El personaje tiene también vinculación con Santa Cruz de Tenerife, ya que terminó sus días residiendo en la isla, donde además de ser el responsable de la primera exhibición cinematográfica, terminó trabajando como maquinista en el cine de La Paz, hoy desaparecido pero que formaba parte de una de las esquinas que flanquean la fuente que lleva ese nombre, La Paz, en recuerdo del fin de la I Guerra Mundial.

No se le hace extraño a quien ahora les escribe que este libro sea resultado del entusiasmo de Benjamín Reyes por descifrar la historia del cinematográfico a este lado del Atlántico, y mientras se pregunta la razón no deja de ojear las páginas de una obra que está llamada a ser reclamo no solo para el aficionado palmero sino también de otras islas y, si me apuran, de otros territorios no necesariamente peninsulares ya que estamos ante un trabajo que con las distancias a las que obliga la investigación histórica y periodística, saca a relucir lo que se conoce sobre Miguel Brito, un hombre con dinero que invirtió en lo que más le gustaba, el cine y la fotografía, aunque fracasara en muchas de estas actividades porque no tuvo madera para los negocios. En el libro me entero además de la afición que tuvo por la vida bohemia y del fin de una existencia que no lo trató con la gratitud que se merecía.

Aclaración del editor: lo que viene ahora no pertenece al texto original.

//! Collapse one matchup's per-book probabilities into a single consensus
//! value. Dispatch is a tagged enum; each variant carries what it needs.

use std::collections::HashMap;

const TRIM: usize = 1;

#[derive(Debug, Clone, PartialEq)]
pub enum ConsensusMethod {
    Mean,
    Median,
    Trimmed,
    Weighted(HashMap<String, f64>),
}

impl ConsensusMethod {
    /// Parse a configured method name. Unknown names fall back to `Mean`
    /// (documented permissive default) and return a warning for the caller
    /// to log; the aggregator itself never hard-fails on a name.
    pub fn parse(raw: &str, weights: &HashMap<String, f64>) -> (Self, Option<String>) {
        match raw.trim().to_ascii_lowercase().as_str() {
            "" | "mean" => (Self::Mean, None),
            "median" => (Self::Median, None),
            "trimmed" | "trimmed-mean" | "trimmed_mean" => (Self::Trimmed, None),
            "weighted" | "weighted-mean" | "weighted_mean" => {
                (Self::Weighted(weights.clone()), None)
            }
            other => (
                Self::Mean,
                Some(format!("unknown consensus method '{other}', using mean")),
            ),
        }
    }

    pub fn label(&self) -> &'static str {
        match self {
            Self::Mean => "mean",
            Self::Median => "median",
            Self::Trimmed => "trimmed",
            Self::Weighted(_) => "weighted",
        }
    }

    /// Next method in display order, for cycling from the UI.
    pub fn cycle(&self, weights: &HashMap<String, f64>) -> Self {
        match self {
            Self::Mean => Self::Median,
            Self::Median => Self::Trimmed,
            Self::Trimmed => Self::Weighted(weights.clone()),
            Self::Weighted(_) => Self::Mean,
        }
    }
}

/// Consensus of the present values, or `None` when every value is absent.
/// `labels` pairs each value positionally with its book for the weighted
/// method; a length mismatch makes that method unavailable and plain mean is
/// used instead.
pub fn consensus(
    values: &[Option<f64>],
    labels: &[&str],
    method: &ConsensusMethod,
) -> Option<f64> {
    let present: Vec<f64> = values.iter().flatten().copied().collect();
    if present.is_empty() {
        return None;
    }
    let value = match method {
        ConsensusMethod::Mean => mean(&present),
        ConsensusMethod::Median => median(&present),
        ConsensusMethod::Trimmed => trimmed_mean(&present),
        ConsensusMethod::Weighted(weights) => {
            if labels.len() == values.len() {
                weighted_mean(values, labels, weights)
            } else {
                mean(&present)
            }
        }
    };
    Some(value)
}

fn mean(values: &[f64]) -> f64 {
    values.iter().sum::<f64>() / values.len() as f64
}

fn median(values: &[f64]) -> f64 {
    let mut sorted = values.to_vec();
    sorted.sort_by(f64::total_cmp);
    let mid = sorted.len() / 2;
    if sorted.len() % 2 == 1 {
        sorted[mid]
    } else {
        (sorted[mid - 1] + sorted[mid]) / 2.0
    }
}

// Drop the single lowest and highest value; with too few values to trim,
// plain mean.
fn trimmed_mean(values: &[f64]) -> f64 {
    if 2 * TRIM >= values.len() {
        return mean(values);
    }
    let mut sorted = values.to_vec();
    sorted.sort_by(f64::total_cmp);
    mean(&sorted[TRIM..sorted.len() - TRIM])
}

fn weighted_mean(values: &[Option<f64>], labels: &[&str], weights: &HashMap<String, f64>) -> f64 {
    let pairs: Vec<(f64, f64)> = values
        .iter()
        .zip(labels)
        .filter_map(|(v, label)| v.map(|v| (v, weight_for(weights, label))))
        .collect();
    let total_w: f64 = pairs.iter().map(|(_, w)| w).sum();
    if total_w == 0.0 {
        return mean(&pairs.iter().map(|(v, _)| *v).collect::<Vec<_>>());
    }
    pairs.iter().map(|(v, w)| v * w).sum::<f64>() / total_w
}

// Weight lookup is case-insensitive; books absent from the map weigh 1.0.
fn weight_for(weights: &HashMap<String, f64>, label: &str) -> f64 {
    weights
        .get(label)
        .or_else(|| weights.get(&label.to_ascii_lowercase()))
        .copied()
        .unwrap_or(1.0)
}
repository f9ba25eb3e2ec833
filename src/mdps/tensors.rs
use super::{partition::StatePartition, Mdp};
use crate::common::defs::*;
use crate::error::{MdpError, Result};
use itertools::iproduct;
use ndarray::{Array2, Array3};

/// Expected reward `r[s, a]` and transition probability `p[s, a, s']`.
#[derive(Debug, Clone, PartialEq)]
pub struct Tensors {
    pub r: Array2<Continous>,
    pub p: Array3<Continous>,
}

impl Tensors {
    pub fn new(r: Array2<Continous>, p: Array3<Continous>) -> Self {
        Self { r, p }
    }

    /// Weighted-sum reduction of the oracle over reachable states. Rows of
    /// terminal and unreachable states stay zero.
    pub fn from_mdp(mdp: &dyn Mdp, partition: &StatePartition) -> Result<Self> {
        let (n_s, n_a) = (mdp.n_s(), mdp.n_a());
        if partition.n_s() != n_s {
            return Err(MdpError::invalid(format!(
                "partition covers {} states but the MDP has {n_s}",
                partition.n_s()
            )));
        }

        let transitions = mdp.transitions();
        let mut r = Array2::zeros((n_s, n_a));
        let mut p = Array3::zeros((n_s, n_a, n_s));

        for (&s, a) in iproduct!(partition.reachable(), 0..n_a) {
            let ts = transitions.get(&(s, a)).ok_or_else(|| {
                MdpError::invalid(format!("no transitions for state {s}, action {a}"))
            })?;
            for t in ts {
                if t.next_state >= n_s {
                    return Err(MdpError::invalid(format!(
                        "transition ({s}, {a}) leads to state {} outside 0..{n_s}",
                        t.next_state
                    )));
                }
                r[[s, a]] += t.probability * t.reward;
                p[[s, a, t.next_state]] += t.probability;
            }
        }

        Ok(Self { r, p })
    }

    pub fn n_s(&self) -> usize {
        self.r.nrows()
    }

    pub fn n_a(&self) -> usize {
        self.r.ncols()
    }
}
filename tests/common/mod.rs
use itertools::iproduct;
use mdp_lp::{mdps::tabular::TabularMdp, *};
use rand::prelude::*;
use std::collections::HashMap;

/// `max_a [r(s,a) + gamma Σ p(s,a,s') v(s')] - v(s)` for every reachable state.
#[allow(dead_code)]
pub fn bellman_residuals(plan: &LpPlan, problem: &MdpProblem) -> Vec<Continous> {
    let MdpProblem {
        tensors,
        gamma,
        partition,
    } = problem;
    let v = plan.values_with_terminals();
    let value = |s: Discrete| v.get(&s).copied().unwrap_or_default();

    partition
        .reachable()
        .iter()
        .map(|&s| {
            let best = (0..tensors.n_a())
                .map(|a| {
                    tensors.r[[s, a]]
                        + gamma
                            * (0..tensors.n_s())
                                .map(|s_next| tensors.p[[s, a, s_next]] * value(s_next))
                                .sum::<Continous>()
                })
                .fold(Continous::NEG_INFINITY, Continous::max);
            best - value(s)
        })
        .collect()
}

/// `n_s - 1` reachable states and one terminal state (the last). Every action
/// spreads its mass over three random successors.
#[allow(dead_code)]
pub fn random_mdp(seed: u64, n_s: usize, n_a: usize) -> TabularMdp {
    let rng = &mut StdRng::seed_from_u64(seed);
    let terminal = n_s - 1;

    let mut transitions = HashMap::new();
    for (s, a) in iproduct!(0..n_s, 0..n_a) {
        if s == terminal {
            transitions.insert((s, a), vec![Transition::new(1., s, 0., true)]);
            continue;
        }

        let weights = (0..3).map(|_| rng.gen_range(0.1..1.0)).collect::<Vec<Continous>>();
        let total = weights.iter().sum::<Continous>();
        let ts = weights
            .iter()
            .map(|w| {
                let next = rng.gen_range(0..n_s);
                Transition::new(w / total, next, rng.gen_range(-1.0..1.0), next == terminal)
            })
            .collect();
        transitions.insert((s, a), ts);
    }

    TabularMdp::new(n_s, n_a, transitions)
}

#[allow(dead_code)]
pub fn lp_for(mdp: std::rc::Rc<dyn Mdp>, terminal: &[Discrete], unreachable: &[Discrete], gamma: Continous) -> LinearProgramming {
    let partition = StatePartition::new(
        mdp.n_s(),
        terminal.iter().copied(),
        unreachable.iter().copied(),
    )
    .unwrap();
    LinearProgramming::new(mdp, partition, LpConfig::default().with_gamma(gamma)).unwrap()
}
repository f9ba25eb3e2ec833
use super::model::{Model, VarIndex};
use crate::common::defs::*;
use crate::error::Result;
use std::fs::File;
use std::io::{self, BufWriter, Write};
use std::path::Path;
use tracing::info;

impl Model {
    /// Writes the model in CPLEX LP format. Write-only: there is no reader.
    pub fn write_lp<W: Write>(&self, w: &mut W) -> io::Result<()> {
        writeln!(w, "\\ Bellman optimality LP")?;
        writeln!(w, "Minimize")?;
        let objective = self
            .objective()
            .iter()
            .enumerate()
            .map(|(i, &c)| (VarIndex(i), c))
            .collect::<Vec<_>>();
        write!(w, " obj: ")?;
        self.write_expr(w, &objective)?;
        writeln!(w)?;

        writeln!(w, "Subject To")?;
        for row in self.constraints() {
            write!(w, " bellman_{}_{}: ", row.state, row.action)?;
            if row.terms.is_empty() {
                write!(w, "0 {}", self.var_name(VarIndex(0)))?;
            } else {
                self.write_expr(w, &row.terms)?;
            }
            writeln!(w, " >= {}", row.rhs)?;
        }

        writeln!(w, "Bounds")?;
        for i in 0..self.variables().len() {
            writeln!(w, " {} free", self.var_name(VarIndex(i)))?;
        }

        writeln!(w, "End")
    }

    pub fn save_lp(&self, path: impl AsRef<Path>) -> Result<()> {
        let path = path.as_ref();
        let mut w = BufWriter::new(File::create(path)?);
        self.write_lp(&mut w)?;
        w.flush()?;

        info!(event = "model_written", path = %path.display());
        Ok(())
    }

    fn var_name(&self, var: VarIndex) -> String {
        format!("v_{}", self.state_of(var))
    }

    fn write_expr<W: Write>(&self, w: &mut W, terms: &[(VarIndex, Continous)]) -> io::Result<()> {
        for (i, &(var, c)) in terms.iter().enumerate() {
            match (i, c < 0.) {
                (0, false) => {}
                (0, true) => write!(w, "-")?,
                (_, false) => write!(w, " + ")?,
                (_, true) => write!(w, " - ")?,
            }
            if c.abs() != 1. {
                write!(w, "{} ", c.abs())?;
            }
            write!(w, "{}", self.var_name(var))?;
        }
        Ok(())
    }
}
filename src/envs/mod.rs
pub mod cliff_walking;
pub mod simple_golf;
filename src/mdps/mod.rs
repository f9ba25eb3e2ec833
pub mod partition;
pub mod tabular;
pub mod tensors;

use crate::common::defs::*;
use std::rc::Rc;

/// Markov Decision Process - Sutton & Barto 2018.
///
/// Only the model is exposed here; the discount is chosen per solve.
pub trait Mdp {
    fn n_s(&self) -> usize;

    fn n_a(&self) -> usize;

    fn transitions(&self) -> Rc<Transitions>;
}
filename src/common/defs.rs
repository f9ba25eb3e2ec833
use serde::{Deserialize, Serialize};
use std::collections::HashMap;

pub type Discrete = usize;
pub type Continous = f64;

/// One outcome of taking an action in a state, as exposed by gymnasium's `env.P[s][a]`.
#[derive(Debug, Clone, PartialEq, Serialize, Deserialize)]
pub struct Transition {
    pub probability: Continous,
    pub next_state: Discrete,
    pub reward: Continous,
    pub done: bool,
}

impl Transition {
    pub fn new(probability: Continous, next_state: Discrete, reward: Continous, done: bool) -> Self {
        Self {
            probability,
            next_state,
            reward,
            done,
        }
    }
}

pub type Transitions = HashMap<(Discrete, Discrete), Vec<Transition>>;
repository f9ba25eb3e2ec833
//! Planner configuration.
//!
//! Loaded from a TOML file so the discount and tolerances can change without
//! recompiling.
//!
//! ```
//! use mdp_lp::config::LpConfig;
//!
//! let config = LpConfig::from_toml_str(r#"
//!     gamma = 0.9
//!     probability_tolerance = 1e-9
//!
//!     [export]
//!     model_path = "model.lp"
//! "#).unwrap();
//!
//! assert_eq!(config.gamma, 0.9);
//! assert_eq!(config.model_path().unwrap().to_str(), Some("model.lp"));
//! ```

use serde::{Deserialize, Serialize};
use std::path::{Path, PathBuf};
use thiserror::Error;

/// Configuration error
#[derive(Debug, Error)]
pub enum ConfigError {
    #[error("IO error: {0}")]
    Io(#[from] std::io::Error),

    #[error("TOML parse error: {0}")]
    Toml(#[from] toml::de::Error),

    #[error("Invalid configuration: {0}")]
    Invalid(String),
}

#[derive(Debug, Clone, PartialEq, Deserialize, Serialize)]
#[serde(rename_all = "snake_case")]
pub struct LpConfig {
    /// Discount factor applied to future reward.
    #[serde(default = "default_gamma")]
    pub gamma: f64,

    /// Allowed deviation of `Σ p(s,a,·)` from 1.
    #[serde(default = "default_tolerance")]
    pub probability_tolerance: f64,

    /// Allowed violation of a Bellman constraint by the solved values.
    #[serde(default = "default_tolerance")]
    pub feasibility_tolerance: f64,

    #[serde(default)]
    pub export: ExportConfig,
}

#[derive(Debug, Clone, Default, PartialEq, Deserialize, Serialize)]
pub struct ExportConfig {
    /// Where to write the LP model. Nothing is written when unset.
    #[serde(default)]
    pub model_path: Option<PathBuf>,
}

fn default_gamma() -> f64 {
    1.0
}

fn default_tolerance() -> f64 {
    1e-6
}

impl Default for LpConfig {
    fn default() -> Self {
        Self {
            gamma: default_gamma(),
            probability_tolerance: default_tolerance(),
            feasibility_tolerance: default_tolerance(),
            export: ExportConfig::default(),
        }
    }
}

impl LpConfig {
    pub fn new() -> Self {
        Self::default()
    }

    /// Loads and validates configuration from a TOML file.
    ///
    /// # Errors
    ///
    /// Returns error if file doesn't exist, contains invalid TOML, or fails [`LpConfig::validate`].
    pub fn load(path: impl AsRef<Path>) -> Result<Self, ConfigError> {
        let contents = std::fs::read_to_string(path)?;
        Self::from_toml_str(&contents)
    }

    pub fn from_toml_str(s: &str) -> Result<Self, ConfigError> {
        let config: Self = toml::from_str(s)?;
        config.validate()?;
        Ok(config)
    }

    pub fn with_gamma(mut self, gamma: f64) -> Self {
        self.gamma = gamma;
        self
    }

    pub fn with_probability_tolerance(mut self, tolerance: f64) -> Self {
        self.probability_tolerance = tolerance;
        self
    }

    pub fn with_feasibility_tolerance(mut self, tolerance: f64) -> Self {
        self.feasibility_tolerance = tolerance;
        self
    }

    pub fn with_model_path(mut self, path: impl Into<PathBuf>) -> Self {
        self.export.model_path = Some(path.into());
        self
    }

    pub fn model_path(&self) -> Option<&Path> {
        self.export.model_path.as_deref()
    }

    pub fn validate(&self) -> Result<(), ConfigError> {
        if !(0.0..=1.0).contains(&self.gamma) {
            return Err(ConfigError::Invalid(format!(
                "gamma must lie in [0, 1], got {}",
                self.gamma
            )));
        }

        for (name, tol) in [
            ("probability_tolerance", self.probability_tolerance),
            ("feasibility_tolerance", self.feasibility_tolerance),
        ] {
            if !tol.is_finite() || tol <= 0. {
                return Err(ConfigError::Invalid(format!(
                    "{name} must be a positive number, got {tol}"
                )));
            }
        }

        Ok(())
    }
}
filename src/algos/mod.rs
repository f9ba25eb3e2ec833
pub mod model_based;
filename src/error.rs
//! Error types for LP planning.

use thiserror::Error;

/// Every way a build → solve → extract pipeline can fail.
#[derive(Debug, Error)]
pub enum MdpError {
    /// Malformed shapes, discount out of range, probability mass not summing to 1,
    /// or a value/transition entry missing where one is required.
    #[error("Invalid MDP: {0}")]
    InvalidMdp(String),

    /// No assignment satisfies every Bellman constraint.
    #[error("LP is infeasible")]
    Infeasible,

    /// The objective is unbounded below.
    #[error("LP is unbounded")]
    Unbounded,

    /// The backend failed or returned an assignment outside tolerance.
    #[error("Numerical error: {0}")]
    Numerical(String),

    #[error("IO error: {0}")]
    Io(#[from] std::io::Error),

    #[error("JSON parse error: {0}")]
    Json(#[from] serde_json::Error),
}

impl MdpError {
    pub(crate) fn invalid(msg: impl Into<String>) -> Self {
        Self::InvalidMdp(msg.into())
    }
}

/// Result type alias for planning operations.
pub type Result<T> = std::result::Result<T, MdpError>;
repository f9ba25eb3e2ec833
use crate::common::defs::*;
use crate::error::{MdpError, Result};
use std::collections::BTreeSet;

/// Which of the three disjoint classes a state belongs to.
#[derive(Debug, Clone, Copy, PartialEq, Eq)]
pub enum StateKind {
    Reachable,
    Terminal,
    Unreachable,
}

/// Split of `0..n_s` into reachable, terminal and unreachable states.
///
/// Only reachable states carry a decision variable. Terminal and unreachable
/// states have a fixed value of 0.
#[derive(Debug, Clone, PartialEq, Eq)]
pub struct StatePartition {
    kinds: Vec<StateKind>,
    reachable: Vec<Discrete>,
}

impl StatePartition {
    /// Everything not named as terminal or unreachable is reachable.
    pub fn new<T, U>(n_s: usize, terminal: T, unreachable: U) -> Result<Self>
    where
        T: IntoIterator<Item = Discrete>,
        U: IntoIterator<Item = Discrete>,
    {
        let mut kinds = vec![StateKind::Reachable; n_s];

        for (set, kind) in [
            (terminal.into_iter().collect::<BTreeSet<_>>(), StateKind::Terminal),
            (unreachable.into_iter().collect::<BTreeSet<_>>(), StateKind::Unreachable),
        ] {
            for s in set {
                let slot = kinds.get_mut(s).ok_or_else(|| {
                    MdpError::invalid(format!("{kind:?} state {s} is outside 0..{n_s}"))
                })?;
                if *slot != StateKind::Reachable {
                    return Err(MdpError::invalid(format!(
                        "state {s} is both {:?} and {kind:?}",
                        *slot
                    )));
                }
                *slot = kind;
            }
        }

        let reachable = kinds
            .iter()
            .enumerate()
            .filter(|(_, &k)| k == StateKind::Reachable)
            .map(|(s, _)| s)
            .collect();

        Ok(Self { kinds, reachable })
    }

    pub fn n_s(&self) -> usize {
        self.kinds.len()
    }

    pub fn kind(&self, s: Discrete) -> Option<StateKind> {
        self.kinds.get(s).copied()
    }

    pub fn is_reachable(&self, s: Discrete) -> bool {
        self.kind(s) == Some(StateKind::Reachable)
    }

    /// Reachable states in increasing id order.
    pub fn reachable(&self) -> &[Discrete] {
        &self.reachable
    }

    pub fn terminal(&self) -> impl Iterator<Item = Discrete> + '_ {
        self.of_kind(StateKind::Terminal)
    }

    pub fn unreachable(&self) -> impl Iterator<Item = Discrete> + '_ {
        self.of_kind(StateKind::Unreachable)
    }

    fn of_kind(&self, kind: StateKind) -> impl Iterator<Item = Discrete> + '_ {
        self.kinds
            .iter()
            .enumerate()
            .filter(move |(_, &k)| k == kind)
            .map(|(s, _)| s)
    }
}
//! Debounce timer for database saves
//!
//! Pure state driven by the caller's clock, so it can be tested without
//! an event loop.

use chrono::{DateTime, Duration, Utc};

/// A single pending save deadline
#[derive(Debug, Clone)]
pub struct SaveTimer {
    delay: Duration,
    deadline: Option<DateTime<Utc>>,
}

impl SaveTimer {
    pub fn new(delay: Duration) -> Self {
        Self {
            delay,
            deadline: None,
        }
    }

    /// Delays too large to represent saturate at [`Duration::MAX`]
    pub fn from_millis(delay_ms: u64) -> Self {
        let delay = i64::try_from(delay_ms)
            .ok()
            .and_then(Duration::try_milliseconds)
            .unwrap_or(Duration::MAX);
        Self::new(delay)
    }

    pub fn delay(&self) -> Duration {
        self.delay
    }

    /// Schedule a save `delay` after `now`.
    ///
    /// Arming an already armed timer keeps the existing deadline, so
    /// changes made while a save is pending ride along with it. A deadline
    /// past the end of representable time is pinned there.
    pub fn arm(&mut self, now: DateTime<Utc>) {
        if self.deadline.is_none() {
            let deadline = now
                .checked_add_signed(self.delay)
                .unwrap_or(DateTime::<Utc>::MAX_UTC);
            self.deadline = Some(deadline);
        }
    }

    pub fn is_armed(&self) -> bool {
        self.deadline.is_some()
    }

    pub fn deadline(&self) -> Option<DateTime<Utc>> {
        self.deadline
    }

    /// Disarm and return true if the deadline has passed
    pub fn fire(&mut self, now: DateTime<Utc>) -> bool {
        match self.deadline {
            Some(deadline) if now >= deadline => {
                self.deadline = None;
                true
            }
            _ => false,
        }
    }

    pub fn cancel(&mut self) {
        self.deadline = None;
    }
}
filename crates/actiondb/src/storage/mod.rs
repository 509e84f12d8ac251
//! Action database storage
//!
//! The in-memory registry, its versioned snapshot format, the backing
//! stores snapshots are written to, and the persister that ties them
//! together with a debounced save.

mod action_db;
mod backend;
mod persister;
pub mod snapshot;
mod timing;

pub use action_db::{ActionDb, StrokeRef};
pub use backend::{FileSnapshotStore, MemorySnapshotStore, SnapshotStore};
pub use persister::{LogNotifier, Notifier, PersistState, Persister, SaveOutcome};
pub use snapshot::SnapshotError;
pub use timing::SaveTimer;
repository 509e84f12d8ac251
//! Stroke model: the polyline recorded by the input layer

use serde::{Deserialize, Serialize};

use super::Gesture;

/// A sampled pointer position
#[derive(Debug, Clone, Copy, PartialEq, Eq, PartialOrd, Ord, Hash, Serialize, Deserialize)]
pub struct Point {
    pub x: i32,
    pub y: i32,
    /// Milliseconds since the stroke started
    pub time: u32,
}

impl Point {
    pub fn new(x: i32, y: i32, time: u32) -> Self {
        Self { x, y, time }
    }
}

/// A recorded stroke
#[derive(Debug, Clone, PartialEq, Eq, PartialOrd, Ord, Hash, Serialize, Deserialize)]
pub struct Stroke {
    pub points: Vec<Point>,
}

impl Stroke {
    /// Strokes that fit inside a box this size are treated as clicks
    pub const TRIVIAL_EXTENT: i32 = 16;

    pub fn new(points: Vec<Point>) -> Self {
        Self { points }
    }

    /// Width and height of the bounding box
    pub fn extent(&self) -> (i32, i32) {
        let Some(first) = self.points.first() else {
            return (0, 0);
        };
        let (mut min_x, mut max_x, mut min_y, mut max_y) = (first.x, first.x, first.y, first.y);
        for p in &self.points[1..] {
            min_x = min_x.min(p.x);
            max_x = max_x.max(p.x);
            min_y = min_y.min(p.y);
            max_y = max_y.max(p.y);
        }
        (max_x - min_x, max_y - min_y)
    }
}

impl Gesture for Stroke {
    fn is_trivial(&self) -> bool {
        if self.points.len() < 2 {
            return true;
        }
        let (w, h) = self.extent();
        w < Self::TRIVIAL_EXTENT && h < Self::TRIVIAL_EXTENT
    }
}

Para escribir sobre sus hechos, Benjamín Reyes ha buceado en archivos y hemerotecas, entre otros el Diocesano de Tenerife, así como consultado cartas manuscritas que dirigió a la clientela de su estudio fotográfico y la correspondencia que su esposa, Blanca Rosa Padilla, le escribió y en el que se nos muestra un retrato más humano de la pareja.

En el aspecto técnico, Benjamín Reyes repasa su trayectoria como fotógrafo, donde acumula en el periodo comprendido entre 1898 y 1932, 21.384 imágenes en las que plasma cómo era la sociedad de su tiempo, su trabajo como fotoperiodista en el Diario de Avisos y su quehacer como proyeccionista, primero en el Parque Recreativo y más tarde en el Cine La Paz. Su poco olfato para los negocios hizo, sin embargo, que vendiera sus aparatos cinematográficos a Ramón Baudet, que sí vio las posibilidades de aquel invento, convirtiéndose en uno de los empresarios de salas de exhibición cinematográficas con más éxito en Tenerife y La Palma.

El libro de Benjamín Reyes se lee con curiosidad, a lo que contribuye su profesión de periodista, y entre las selección de fotografías que incluye destacaría de entre todas ellas unas que a mi, particularmente, me ha llamado la atención por su desarmante sencillez y por lo que transmite. Se trata del retrato de un infante con medio cuerpo recostado sobre una mesa. Los ojos abiertos y grandes, tan grandes que casi parecen boliches, miran fijamente a la cámara.

Esta fotografía es una metáfora adecuada para resumir la vida y la obra de Miguel Brito, uno de esos hombres que siempre quiso mirar hacia el futuro y nunca al presente ni al pasado. No me cuesta por ello imaginar cuál tuvo que ser su expresión y la de los que acudieron al estreno cuando hace ya más de un siglo se proyectó en el Círculo Mercantil de Santa Cruz de Tenerife las primeras imágenes que salían de aquella caja, de lo que se conocía como cinematógrafo Lumière. Lo que vino después es otra historia.